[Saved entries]
• • • • •

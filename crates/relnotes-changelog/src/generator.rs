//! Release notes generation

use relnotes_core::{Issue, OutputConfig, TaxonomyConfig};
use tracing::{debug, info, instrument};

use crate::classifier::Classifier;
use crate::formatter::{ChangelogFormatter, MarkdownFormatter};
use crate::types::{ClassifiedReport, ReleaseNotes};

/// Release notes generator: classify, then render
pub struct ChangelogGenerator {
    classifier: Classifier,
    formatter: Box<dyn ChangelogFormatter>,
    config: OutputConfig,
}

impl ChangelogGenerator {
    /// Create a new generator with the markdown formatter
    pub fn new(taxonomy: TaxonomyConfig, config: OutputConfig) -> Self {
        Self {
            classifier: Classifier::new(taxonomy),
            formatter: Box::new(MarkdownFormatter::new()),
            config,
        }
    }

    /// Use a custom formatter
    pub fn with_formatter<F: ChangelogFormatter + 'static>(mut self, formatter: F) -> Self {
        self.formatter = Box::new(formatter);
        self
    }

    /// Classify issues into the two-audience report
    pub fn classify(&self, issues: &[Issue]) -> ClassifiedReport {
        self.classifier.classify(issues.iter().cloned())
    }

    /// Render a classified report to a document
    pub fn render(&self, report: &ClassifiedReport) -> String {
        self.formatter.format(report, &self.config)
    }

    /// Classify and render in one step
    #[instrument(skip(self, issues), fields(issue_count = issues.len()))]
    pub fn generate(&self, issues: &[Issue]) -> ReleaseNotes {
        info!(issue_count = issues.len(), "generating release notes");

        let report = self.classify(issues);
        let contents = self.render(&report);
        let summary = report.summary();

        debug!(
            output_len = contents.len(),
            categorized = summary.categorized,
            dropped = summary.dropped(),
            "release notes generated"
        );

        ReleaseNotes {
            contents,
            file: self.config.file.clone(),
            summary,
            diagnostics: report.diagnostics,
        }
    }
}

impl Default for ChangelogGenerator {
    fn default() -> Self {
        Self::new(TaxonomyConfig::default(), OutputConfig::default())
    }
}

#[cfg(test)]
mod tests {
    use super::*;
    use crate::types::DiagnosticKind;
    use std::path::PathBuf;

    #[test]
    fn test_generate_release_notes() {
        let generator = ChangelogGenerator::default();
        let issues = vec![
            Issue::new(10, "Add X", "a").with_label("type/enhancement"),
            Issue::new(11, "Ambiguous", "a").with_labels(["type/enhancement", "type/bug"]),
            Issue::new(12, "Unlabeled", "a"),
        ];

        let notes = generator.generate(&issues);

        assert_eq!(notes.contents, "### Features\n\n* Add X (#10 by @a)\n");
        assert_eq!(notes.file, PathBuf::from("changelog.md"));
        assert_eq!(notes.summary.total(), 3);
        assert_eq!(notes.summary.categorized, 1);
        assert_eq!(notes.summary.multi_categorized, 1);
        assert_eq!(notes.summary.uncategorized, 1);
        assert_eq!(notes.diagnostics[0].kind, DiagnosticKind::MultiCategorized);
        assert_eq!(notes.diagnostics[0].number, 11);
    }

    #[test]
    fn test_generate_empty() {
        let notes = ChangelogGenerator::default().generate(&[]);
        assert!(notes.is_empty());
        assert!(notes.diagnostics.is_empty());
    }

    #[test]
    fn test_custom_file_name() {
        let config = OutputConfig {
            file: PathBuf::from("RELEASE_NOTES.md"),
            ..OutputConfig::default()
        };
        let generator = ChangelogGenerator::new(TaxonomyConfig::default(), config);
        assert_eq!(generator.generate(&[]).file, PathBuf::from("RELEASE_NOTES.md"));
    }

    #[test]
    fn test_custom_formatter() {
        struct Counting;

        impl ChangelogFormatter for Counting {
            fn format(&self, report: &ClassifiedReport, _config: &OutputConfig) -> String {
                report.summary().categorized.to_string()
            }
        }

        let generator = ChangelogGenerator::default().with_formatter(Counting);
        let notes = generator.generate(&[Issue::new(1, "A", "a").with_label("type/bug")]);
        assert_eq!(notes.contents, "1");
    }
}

• • • • •

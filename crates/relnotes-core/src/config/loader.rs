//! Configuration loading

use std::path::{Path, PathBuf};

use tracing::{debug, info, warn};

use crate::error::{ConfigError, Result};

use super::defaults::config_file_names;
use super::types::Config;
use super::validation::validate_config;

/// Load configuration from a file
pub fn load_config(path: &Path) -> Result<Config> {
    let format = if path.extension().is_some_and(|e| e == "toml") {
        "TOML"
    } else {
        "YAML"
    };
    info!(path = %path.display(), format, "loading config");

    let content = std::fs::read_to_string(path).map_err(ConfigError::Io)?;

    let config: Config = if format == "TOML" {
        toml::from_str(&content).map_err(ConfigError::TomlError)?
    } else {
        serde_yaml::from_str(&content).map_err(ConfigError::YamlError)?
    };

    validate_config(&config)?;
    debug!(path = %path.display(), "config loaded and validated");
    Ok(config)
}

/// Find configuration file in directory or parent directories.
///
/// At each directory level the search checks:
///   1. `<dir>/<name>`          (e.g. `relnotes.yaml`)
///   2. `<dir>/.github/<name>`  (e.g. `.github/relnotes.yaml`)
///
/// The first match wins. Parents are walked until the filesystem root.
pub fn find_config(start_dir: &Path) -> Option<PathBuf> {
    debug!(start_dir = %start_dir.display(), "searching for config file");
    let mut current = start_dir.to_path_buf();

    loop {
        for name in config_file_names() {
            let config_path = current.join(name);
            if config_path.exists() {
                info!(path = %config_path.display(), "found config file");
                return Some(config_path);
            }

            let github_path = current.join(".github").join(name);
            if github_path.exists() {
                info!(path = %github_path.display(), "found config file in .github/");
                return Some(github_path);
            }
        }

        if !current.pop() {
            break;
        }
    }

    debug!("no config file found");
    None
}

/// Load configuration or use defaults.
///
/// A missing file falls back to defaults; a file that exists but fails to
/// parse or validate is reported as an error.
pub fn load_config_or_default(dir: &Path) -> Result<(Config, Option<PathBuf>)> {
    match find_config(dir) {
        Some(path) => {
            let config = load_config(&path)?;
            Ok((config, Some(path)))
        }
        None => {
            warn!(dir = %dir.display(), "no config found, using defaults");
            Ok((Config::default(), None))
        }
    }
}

• • • • •

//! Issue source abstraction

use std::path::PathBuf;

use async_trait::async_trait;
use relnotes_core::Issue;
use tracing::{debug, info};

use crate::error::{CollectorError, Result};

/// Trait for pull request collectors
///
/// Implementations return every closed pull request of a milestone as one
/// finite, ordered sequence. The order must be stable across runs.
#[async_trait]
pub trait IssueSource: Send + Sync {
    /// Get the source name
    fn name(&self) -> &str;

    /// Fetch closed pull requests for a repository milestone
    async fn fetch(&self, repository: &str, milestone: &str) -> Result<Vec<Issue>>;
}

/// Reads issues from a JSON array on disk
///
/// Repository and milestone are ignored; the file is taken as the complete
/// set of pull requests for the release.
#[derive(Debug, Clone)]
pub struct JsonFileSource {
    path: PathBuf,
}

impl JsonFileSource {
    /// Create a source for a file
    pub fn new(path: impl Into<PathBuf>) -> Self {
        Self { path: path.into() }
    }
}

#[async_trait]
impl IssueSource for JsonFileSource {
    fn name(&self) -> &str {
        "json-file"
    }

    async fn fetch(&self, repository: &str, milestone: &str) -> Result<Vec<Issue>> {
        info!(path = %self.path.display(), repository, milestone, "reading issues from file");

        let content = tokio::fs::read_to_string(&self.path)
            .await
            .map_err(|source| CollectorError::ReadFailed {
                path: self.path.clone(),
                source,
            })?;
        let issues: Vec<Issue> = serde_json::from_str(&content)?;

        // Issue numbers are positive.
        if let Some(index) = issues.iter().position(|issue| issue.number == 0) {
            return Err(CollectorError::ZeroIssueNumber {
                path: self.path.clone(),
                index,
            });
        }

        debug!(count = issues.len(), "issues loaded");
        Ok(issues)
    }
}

• • • • •

**Task brief**:
Determine how many lines above have the string "iter" and output nothing besides the count.

**Answer section**:
2